What advertisers really have a problem with is defining the Asian American market. Given that (some) Asian Americans have money to spend, wouldn’t it be prudent to expend energy on more sophisticated marketing instead of devising a singular strategy?
The onset of YouTube and blogging has fueled entrepreneurism and rewarded self-starters with unparalleled success. Some of the most prominent are APAs who’ve turned low-overhead ventures into six-figure incomes, as well as cross-over success.
Uploaded: The Asian American Movement reviews the recent success of those who turned their webcam into wealth and fame. The first part of the documentary illuminates the lack of positive and diverse APA images in the mainstream media landscape. With an impressive list of interviewees, the filmmakers highlight the challenges faced by APA entertainers and the effects of negative Hollywood stereotypes on the consumer.
But quick as a mouse click, APAs have indeed made an impact on the entertainment industry, and changed the tenor of how APAs are perceived. Instead of the standard emasculated Asian male stereotype, personalities such as Ryan Higa and Kevin Wu aka KevJumba are regarded as both comedic and admirable. And because of their charitable work (a Kenyan school will be named after Wu for his fund, and Higa has raised monies for Tsunami relief), they are known as philanthropists as well. These new images are motivating consumers as well as fans.
Hollywood has not ignored the ascension of APAs. CBS featured Wu on its Amazing Race, and Electus recently acquired the K-Town reality show for its YouTube channel, LOUD. Sponsors like JC Penney and Mountain Dew work with superstars such as Wong Fu Productions to create special videos. Advertisers are also product placement hungry, especially since Wong Fu has created a veritable empire with its production and graphic design enterprises. The impact of these individuals certainly branches out to more than just the internet, Hollywood, and Madison Avenue.

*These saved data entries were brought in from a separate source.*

//! Database connection helpers.
//!
//! Wraps the Diesel r2d2 pool used by [`crate::repository::DieselRepository`]
//! and applies the SQLite pragmas every pooled connection needs.

use std::time::Duration;

use diesel::connection::SimpleConnection;
use diesel::r2d2::{ConnectionManager, CustomizeConnection, Pool, PoolError, PooledConnection};
use diesel::sqlite::SqliteConnection;

pub type DbPool = Pool<ConnectionManager<SqliteConnection>>;
pub type DbConnection = PooledConnection<ConnectionManager<SqliteConnection>>;

/// Pragmas applied each time a connection is handed out by the pool.
#[derive(Debug, Clone)]
pub struct ConnectionOptions {
    /// Write Ahead Logging lets readers proceed while a writer holds the lock.
    pub enable_wal: bool,
    pub enable_foreign_keys: bool,
    /// How long a connection waits on a locked database before failing.
    pub busy_timeout: Option<Duration>,
}

impl Default for ConnectionOptions {
    fn default() -> Self {
        Self {
            enable_wal: true,
            enable_foreign_keys: true,
            busy_timeout: Some(Duration::from_secs(30)),
        }
    }
}

impl ConnectionOptions {
    fn pragmas(&self) -> String {
        let mut sql = String::new();
        if self.enable_wal {
            sql.push_str("PRAGMA journal_mode = WAL; PRAGMA synchronous = NORMAL;");
        }
        if self.enable_foreign_keys {
            sql.push_str("PRAGMA foreign_keys = ON;");
        }
        if let Some(timeout) = self.busy_timeout {
            sql.push_str(&format!("PRAGMA busy_timeout = {};", timeout.as_millis()));
        }
        sql
    }
}

impl CustomizeConnection<SqliteConnection, diesel::r2d2::Error> for ConnectionOptions {
    fn on_acquire(&self, conn: &mut SqliteConnection) -> Result<(), diesel::r2d2::Error> {
        let pragmas = self.pragmas();
        if pragmas.is_empty() {
            return Ok(());
        }
        conn.batch_execute(&pragmas)
            .map_err(diesel::r2d2::Error::QueryError)
    }
}

/// Create a pool for `database_url` using the default [`ConnectionOptions`].
pub fn establish_connection_pool(database_url: &str) -> Result<DbPool, PoolError> {
    establish_connection_pool_with(database_url, ConnectionOptions::default())
}

/// Create a pool for `database_url` applying `options` to every connection.
pub fn establish_connection_pool_with(
    database_url: &str,
    options: ConnectionOptions,
) -> Result<DbPool, PoolError> {
    let manager = ConnectionManager::<SqliteConnection>::new(database_url);
    Pool::builder()
        .connection_customizer(Box::new(options))
        .build(manager)
}
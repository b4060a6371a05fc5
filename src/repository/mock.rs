//! Mock repository implementations for isolating services in tests.

use mockall::mock;

use crate::domain::cliente::{Cliente, NewCliente, UpdateCliente};
use crate::domain::types::{Dni, VehiculoId};
use crate::domain::vehiculo::{NewVehiculo, UpdateVehiculo, Vehiculo};
use crate::repository::errors::RepositoryResult;
use crate::repository::{
    ClienteReader, ClienteWriter, VehiculoListQuery, VehiculoReader, VehiculoWriter,
};

mock! {
    pub Repository {}

    impl ClienteReader for Repository {
        fn get_cliente_by_dni(&self, dni: &Dni) -> RepositoryResult<Option<Cliente>>;
        fn list_clientes(&self) -> RepositoryResult<Vec<Cliente>>;
    }

    impl ClienteWriter for Repository {
        fn create_cliente(&self, new_cliente: &NewCliente) -> RepositoryResult<Cliente>;
        fn update_cliente(&self, dni: &Dni, updates: &UpdateCliente) -> RepositoryResult<Cliente>;
        fn update_cliente_imagen(&self, dni: &Dni, imagen: &str) -> RepositoryResult<Cliente>;
        fn delete_cliente(&self, dni: &Dni) -> RepositoryResult<()>;
    }

    impl VehiculoReader for Repository {
        fn get_vehiculo_by_id(&self, id: VehiculoId) -> RepositoryResult<Option<Vehiculo>>;
        fn list_vehiculos(
            &self,
            query: VehiculoListQuery,
        ) -> RepositoryResult<(usize, Vec<Vehiculo>)>;
    }

    impl VehiculoWriter for Repository {
        fn create_vehiculo(&self, new_vehiculo: &NewVehiculo) -> RepositoryResult<Vehiculo>;
        fn update_vehiculo(
            &self,
            id: VehiculoId,
            updates: &UpdateVehiculo,
        ) -> RepositoryResult<Vehiculo>;
        fn update_vehiculo_imagen(&self, id: VehiculoId, imagen: &str) -> RepositoryResult<Vehiculo>;
        fn delete_vehiculo(&self, id: VehiculoId) -> RepositoryResult<()>;
    }
}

Because Uploaded takes a retrospective angle, there is some immediacy that’s lost, and it would have been interesting to see the evolution of a YouTube star’s process: from idea to production to sponsor attachment to upload — and subsequent consumption. Commentary could also have been pared down to focus on one or two topics; instead some subjects are left rambling — with some remarks that contradict the primary message of the film.
As the film demonstrates, these YouTube sensations didn’t create an Asian American market–contrary to a late-arriving sound-byte in the film. It was always there. These entrepreneurs took what they wanted to see and found that others were already on board.
Full disclosure: Hyphen is a media sponsor of Uploaded. Ken Choy also knows the film’s executive producer and is associated with many of the film’s subjects.